Holmquist_1997_Protein.Expr.Purif_11_35

We describe the heterologous high-level expression of the two Geotrichum candidum lipase (GCL) isoenzymes from strain ATCC 34614 in the methylotrophic yeast Pichia pastoris. The lipase cDNAs were placed under the control of the methanol-inducible alcohol oxidase promoter. The lipases expressed in P. pastoris were fused to the alpha-factor secretion signal peptide of Saccharomyces cerevisiae and were secreted into the culture medium. Cultures of P. pastoris expressing lipase accumulated active recombinant enzyme in the supernatant to levels of approximately 60 mg/L virtually free from contaminating proteins.

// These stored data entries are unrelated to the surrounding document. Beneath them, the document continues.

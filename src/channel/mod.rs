//! Single-slot shared-memory mailboxes between the application and the
//! controlling client.
//!
//! A [`Segment`] is a memory map of [`CHANNEL_COUNT`] fixed-size slots. Each
//! slot holds one message: byte 0 is the "has data" flag and the rest is a
//! NUL-terminated UTF-8 string. A send only succeeds into an empty slot and
//! a receive empties it, so at most one message is ever pending per
//! direction and neither side ever blocks.
//!
//! Direction is fixed by construction: the application side gets
//! [`AppChannels`], the client side gets [`ClientChannels`], and each field
//! is either an [`Inbox`] (receive only) or an [`Outbox`] (send only).

use std::fs::OpenOptions;
use std::path::{Path, PathBuf};
use std::sync::atomic::{fence, Ordering};
use std::sync::{Arc, Mutex, TryLockError};

use memmap2::MmapMut;
use tracing::debug;

use crate::{AppError, Result};

/// Bytes per slot, flag byte included.
pub const MSG_CHANNEL_SIZE: usize = 1024;

/// Number of slots in a segment.
pub const CHANNEL_COUNT: usize = 6;

/// Total segment size in bytes.
pub const SEGMENT_SIZE: usize = MSG_CHANNEL_SIZE * CHANNEL_COUNT;

/// The six unidirectional channels of the protocol.
#[derive(Debug, Clone, Copy, PartialEq, Eq)]
pub enum ChannelKind {
    /// Client → app: suspend/resume/quit/abort.
    ProcessControl,
    /// Client → app: liveness and working-set hints.
    Heartbeat,
    /// App → client: CPU time, fraction done, counters.
    AppStatus,
    /// App → client: new trickle-up file available.
    TrickleUp,
    /// Client → app: new trickle-down file available.
    TrickleDown,
    /// Client → app: graphics mode requests.
    Graphics,
}

impl ChannelKind {
    const fn index(self) -> usize {
        match self {
            Self::ProcessControl => 0,
            Self::Heartbeat => 1,
            Self::AppStatus => 2,
            Self::TrickleUp => 3,
            Self::TrickleDown => 4,
            Self::Graphics => 5,
        }
    }
}

/// A mapped region holding all channel slots.
///
/// The in-process `Mutex` only serialises handles living in the same
/// process; it is taken with `try_lock` so contention reads as "slot busy"
/// rather than blocking the monitoring loop.
#[derive(Debug)]
pub struct Segment {
    map: Mutex<MmapMut>,
    path: Option<PathBuf>,
}

impl Segment {
    /// Create (or truncate) a file-backed segment and zero every slot.
    ///
    /// Called by the client side before launching the application.
    ///
    /// # Errors
    ///
    /// Returns `AppError::Channel` if the file cannot be created, sized or
    /// mapped.
    pub fn create(path: impl AsRef<Path>) -> Result<Arc<Self>> {
        let path = path.as_ref();
        let file = OpenOptions::new()
            .read(true)
            .write(true)
            .create(true)
            .truncate(true)
            .open(path)
            .map_err(|err| AppError::Channel(format!("cannot create {}: {err}", path.display())))?;
        file.set_len(SEGMENT_SIZE as u64)
            .map_err(|err| AppError::Channel(format!("cannot size segment: {err}")))?;
        let mut map = map_file(&file, path)?;
        map.fill(0);
        Ok(Arc::new(Self {
            map: Mutex::new(map),
            path: Some(path.to_path_buf()),
        }))
    }

    /// Attach to a segment created by the client.
    ///
    /// # Errors
    ///
    /// Returns `AppError::Channel` if the file is missing, too small or
    /// cannot be mapped.
    pub fn attach(path: impl AsRef<Path>) -> Result<Arc<Self>> {
        let path = path.as_ref();
        let file = OpenOptions::new()
            .read(true)
            .write(true)
            .open(path)
            .map_err(|err| AppError::Channel(format!("cannot open {}: {err}", path.display())))?;
        let len = file
            .metadata()
            .map_err(|err| AppError::Channel(format!("cannot stat segment: {err}")))?
            .len();
        if len < SEGMENT_SIZE as u64 {
            return Err(AppError::Channel(format!(
                "segment {} is {len} bytes, expected {SEGMENT_SIZE}",
                path.display()
            )));
        }
        let map = map_file(&file, path)?;
        Ok(Arc::new(Self {
            map: Mutex::new(map),
            path: Some(path.to_path_buf()),
        }))
    }

    /// Anonymous segment for two endpoints living in one process.
    ///
    /// # Errors
    ///
    /// Returns `AppError::Channel` if the mapping cannot be created.
    pub fn anonymous() -> Result<Arc<Self>> {
        let map = MmapMut::map_anon(SEGMENT_SIZE)
            .map_err(|err| AppError::Channel(format!("cannot map anonymous segment: {err}")))?;
        Ok(Arc::new(Self {
            map: Mutex::new(map),
            path: None,
        }))
    }

    /// Backing file, if any.
    #[must_use]
    pub fn path(&self) -> Option<&Path> {
        self.path.as_deref()
    }

    /// Run `f` over one slot. Returns `None` if another in-process handle
    /// holds the map right now.
    fn with_slot<R>(&self, kind: ChannelKind, f: impl FnOnce(&mut [u8]) -> R) -> Option<R> {
        let mut guard = match self.map.try_lock() {
            Ok(guard) => guard,
            Err(TryLockError::Poisoned(poisoned)) => poisoned.into_inner(),
            Err(TryLockError::WouldBlock) => return None,
        };
        let start = kind.index() * MSG_CHANNEL_SIZE;
        Some(f(&mut guard[start..start + MSG_CHANNEL_SIZE]))
    }
}

#[allow(unsafe_code)]
fn map_file(file: &std::fs::File, path: &Path) -> Result<MmapMut> {
    // SAFETY: the segment file is private to the slot directory and only
    // ever touched through this module's flag-then-body protocol; its
    // length is checked or set before mapping.
    unsafe { MmapMut::map_mut(file) }
        .map_err(|err| AppError::Channel(format!("cannot map {}: {err}", path.display())))
}

/// One direction of the protocol.
#[derive(Debug, Clone)]
struct Channel {
    segment: Arc<Segment>,
    kind: ChannelKind,
}

impl Channel {
    fn send(&self, msg: &str) -> bool {
        self.segment
            .with_slot(self.kind, |slot| {
                if slot[0] != 0 {
                    return false;
                }
                let body = truncate_to_boundary(msg, MSG_CHANNEL_SIZE - 2);
                if body.len() < msg.len() {
                    debug!(channel = ?self.kind, len = msg.len(), "message truncated");
                }
                let bytes = body.as_bytes();
                slot[1..=bytes.len()].copy_from_slice(bytes);
                slot[bytes.len() + 1] = 0;
                fence(Ordering::Release);
                slot[0] = 1;
                true
            })
            .unwrap_or(false)
    }

    fn receive(&self) -> Option<String> {
        self.segment
            .with_slot(self.kind, |slot| {
                if slot[0] == 0 {
                    return None;
                }
                fence(Ordering::Acquire);
                let body = &slot[1..];
                let end = body.iter().position(|b| *b == 0).unwrap_or(body.len());
                let msg = String::from_utf8_lossy(&body[..end]).into_owned();
                fence(Ordering::Release);
                slot[0] = 0;
                Some(msg)
            })
            .flatten()
    }

    fn has_pending(&self) -> bool {
        self.segment
            .with_slot(self.kind, |slot| slot[0] != 0)
            .unwrap_or(true)
    }
}

fn truncate_to_boundary(msg: &str, max: usize) -> &str {
    if msg.len() <= max {
        return msg;
    }
    let mut end = max;
    while !msg.is_char_boundary(end) {
        end -= 1;
    }
    &msg[..end]
}

/// Receiving end of a channel.
#[derive(Debug, Clone)]
pub struct Inbox(Channel);

impl Inbox {
    /// Take the pending message, if any. Never blocks.
    #[must_use]
    pub fn receive(&self) -> Option<String> {
        self.0.receive()
    }

    /// Whether a message is waiting to be received.
    #[must_use]
    pub fn has_pending(&self) -> bool {
        self.0.has_pending()
    }

    /// Which channel this is.
    #[must_use]
    pub fn kind(&self) -> ChannelKind {
        self.0.kind
    }
}

/// Sending end of a channel.
#[derive(Debug, Clone)]
pub struct Outbox(Channel);

impl Outbox {
    /// Place `msg` in the slot. Returns `false`, leaving the slot untouched,
    /// if the previous message has not been consumed yet.
    #[must_use]
    pub fn send(&self, msg: &str) -> bool {
        self.0.send(msg)
    }

    /// Whether the previous message is still unread by the peer.
    #[must_use]
    pub fn has_pending(&self) -> bool {
        self.0.has_pending()
    }

    /// Which channel this is.
    #[must_use]
    pub fn kind(&self) -> ChannelKind {
        self.0.kind
    }
}

fn inbox(segment: &Arc<Segment>, kind: ChannelKind) -> Inbox {
    Inbox(Channel {
        segment: Arc::clone(segment),
        kind,
    })
}

fn outbox(segment: &Arc<Segment>, kind: ChannelKind) -> Outbox {
    Outbox(Channel {
        segment: Arc::clone(segment),
        kind,
    })
}

/// The application's view of the segment.
#[derive(Debug, Clone)]
pub struct AppChannels {
    /// Suspend/resume/quit/abort requests.
    pub process_control: Inbox,
    /// Liveness messages.
    pub heartbeat: Inbox,
    /// Trickle-down notifications.
    pub trickle_down: Inbox,
    /// Graphics requests.
    pub graphics: Inbox,
    /// Outgoing status reports.
    pub app_status: Outbox,
    /// Outgoing trickle-up notifications.
    pub trickle_up: Outbox,
}

impl AppChannels {
    /// Build application-side endpoints over `segment`.
    #[must_use]
    pub fn new(segment: &Arc<Segment>) -> Self {
        Self {
            process_control: inbox(segment, ChannelKind::ProcessControl),
            heartbeat: inbox(segment, ChannelKind::Heartbeat),
            trickle_down: inbox(segment, ChannelKind::TrickleDown),
            graphics: inbox(segment, ChannelKind::Graphics),
            app_status: outbox(segment, ChannelKind::AppStatus),
            trickle_up: outbox(segment, ChannelKind::TrickleUp),
        }
    }
}

/// The controlling client's view of the segment.
#[derive(Debug, Clone)]
pub struct ClientChannels {
    /// Outgoing suspend/resume/quit/abort requests.
    pub process_control: Outbox,
    /// Outgoing liveness messages.
    pub heartbeat: Outbox,
    /// Outgoing trickle-down notifications.
    pub trickle_down: Outbox,
    /// Outgoing graphics requests.
    pub graphics: Outbox,
    /// Incoming status reports.
    pub app_status: Inbox,
    /// Incoming trickle-up notifications.
    pub trickle_up: Inbox,
}

impl ClientChannels {
    /// Build client-side endpoints over `segment`.
    #[must_use]
    pub fn new(segment: &Arc<Segment>) -> Self {
        Self {
            process_control: outbox(segment, ChannelKind::ProcessControl),
            heartbeat: outbox(segment, ChannelKind::Heartbeat),
            trickle_down: outbox(segment, ChannelKind::TrickleDown),
            graphics: outbox(segment, ChannelKind::Graphics),
            app_status: inbox(segment, ChannelKind::AppStatus),
            trickle_up: inbox(segment, ChannelKind::TrickleUp),
        }
    }
}
//! Archive collaborator used at sequence boundaries.
//!
//! [`CommandArchiver`] drives the system `zip`/`unzip` tools; anything
//! implementing [`Archiver`] can stand in for it.

use std::fs;
use std::path::{Path, PathBuf};
use std::process::Command;

use regex::Regex;
use tracing::{debug, info, warn};

use crate::{AppError, Result};

/// Order of the file list returned by [`list_matching`].
#[derive(Debug, Clone, Copy, PartialEq, Eq, Default)]
pub enum SortOrder {
    /// Directory order.
    None,
    /// Ascending by file name.
    #[default]
    Ascending,
    /// Descending by file name.
    Descending,
}

/// Compress and extract archives.
pub trait Archiver: Send + Sync {
    /// Pack `files` into `output`, replacing any existing archive.
    ///
    /// # Errors
    ///
    /// Returns `AppError::Archive` on failure.
    fn pack(&self, output: &Path, files: &[PathBuf]) -> Result<()>;

    /// Extract `archive` into `dest`, overwriting existing files.
    ///
    /// # Errors
    ///
    /// Returns `AppError::Archive` on failure.
    fn unpack(&self, archive: &Path, dest: &Path) -> Result<()>;
}

/// [`Archiver`] backed by the `zip` and `unzip` executables.
#[derive(Debug, Clone)]
pub struct CommandArchiver {
    zip: PathBuf,
    unzip: PathBuf,
}

impl Default for CommandArchiver {
    fn default() -> Self {
        Self {
            zip: PathBuf::from("zip"),
            unzip: PathBuf::from("unzip"),
        }
    }
}

impl CommandArchiver {
    /// Use explicit tool paths.
    #[must_use]
    pub fn new(zip: impl Into<PathBuf>, unzip: impl Into<PathBuf>) -> Self {
        Self {
            zip: zip.into(),
            unzip: unzip.into(),
        }
    }

    fn run(cmd: &mut Command, what: &str) -> Result<()> {
        let output = cmd
            .output()
            .map_err(|err| AppError::Archive(format!("{what}: cannot run: {err}")))?;
        if output.status.success() {
            Ok(())
        } else {
            Err(AppError::Archive(format!(
                "{what}: {}: {}",
                output.status,
                String::from_utf8_lossy(&output.stderr).trim()
            )))
        }
    }
}

impl Archiver for CommandArchiver {
    fn pack(&self, output: &Path, files: &[PathBuf]) -> Result<()> {
        if files.is_empty() {
            warn!(archive = %output.display(), "nothing to pack");
            return Ok(());
        }
        if output.exists() {
            fs::remove_file(output)?;
        }
        Self::run(
            Command::new(&self.zip).arg("-q").arg("-j").arg(output).args(files),
            "zip",
        )?;
        info!(archive = %output.display(), files = files.len(), "archive packed");
        Ok(())
    }

    fn unpack(&self, archive: &Path, dest: &Path) -> Result<()> {
        Self::run(
            Command::new(&self.unzip)
                .arg("-o")
                .arg("-q")
                .arg(archive)
                .arg("-d")
                .arg(dest),
            "unzip",
        )?;
        info!(archive = %archive.display(), dest = %dest.display(), "archive unpacked");
        Ok(())
    }
}

/// Compile `pattern` so it must match a whole file name.
///
/// # Errors
///
/// Returns `AppError::Job` if the pattern is not a valid regular expression.
pub fn anchored(pattern: &str) -> Result<Regex> {
    Regex::new(&format!("^(?:{pattern})$"))
        .map_err(|err| AppError::Job(format!("bad file pattern {pattern:?}: {err}")))
}

/// Regular files in `dir` whose name matches `pattern`.
///
/// # Errors
///
/// Returns `AppError::Io` if `dir` cannot be listed.
pub fn list_matching(dir: &Path, pattern: &Regex, order: SortOrder) -> Result<Vec<PathBuf>> {
    let mut files: Vec<PathBuf> = fs::read_dir(dir)?
        .flatten()
        .filter(|entry| entry.file_type().is_ok_and(|kind| kind.is_file()))
        .filter(|entry| {
            entry
                .file_name()
                .to_str()
                .is_some_and(|name| pattern.is_match(name))
        })
        .map(|entry| entry.path())
        .collect();
    match order {
        SortOrder::None => {}
        SortOrder::Ascending => files.sort(),
        SortOrder::Descending => files.sort_by(|a, b| b.cmp(a)),
    }
    debug!(dir = %dir.display(), pattern = pattern.as_str(), count = files.len(), "listed files");
    Ok(files)
}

This yield exceeds that previously reported with S. cerevisiae by a factor of more than 60. Recombinant GCL I and GCL II had molecular masses of approximately 63 and approximately 66 kDa, respectively, as determined by SDS-PAGE. The result of endoglucosidase H digestion followed by Western blot analysis of the lipases suggested that the enzymes expressed in P. pastoris received N-linked high-mannose-type glycosylation to an extent, 6-8% (w/w), similar to that in G. candidum. The specific activities and substrate specificities of both recombinant lipases were determined and were found to agree with what has been reported for the enzymes isolated from the native source.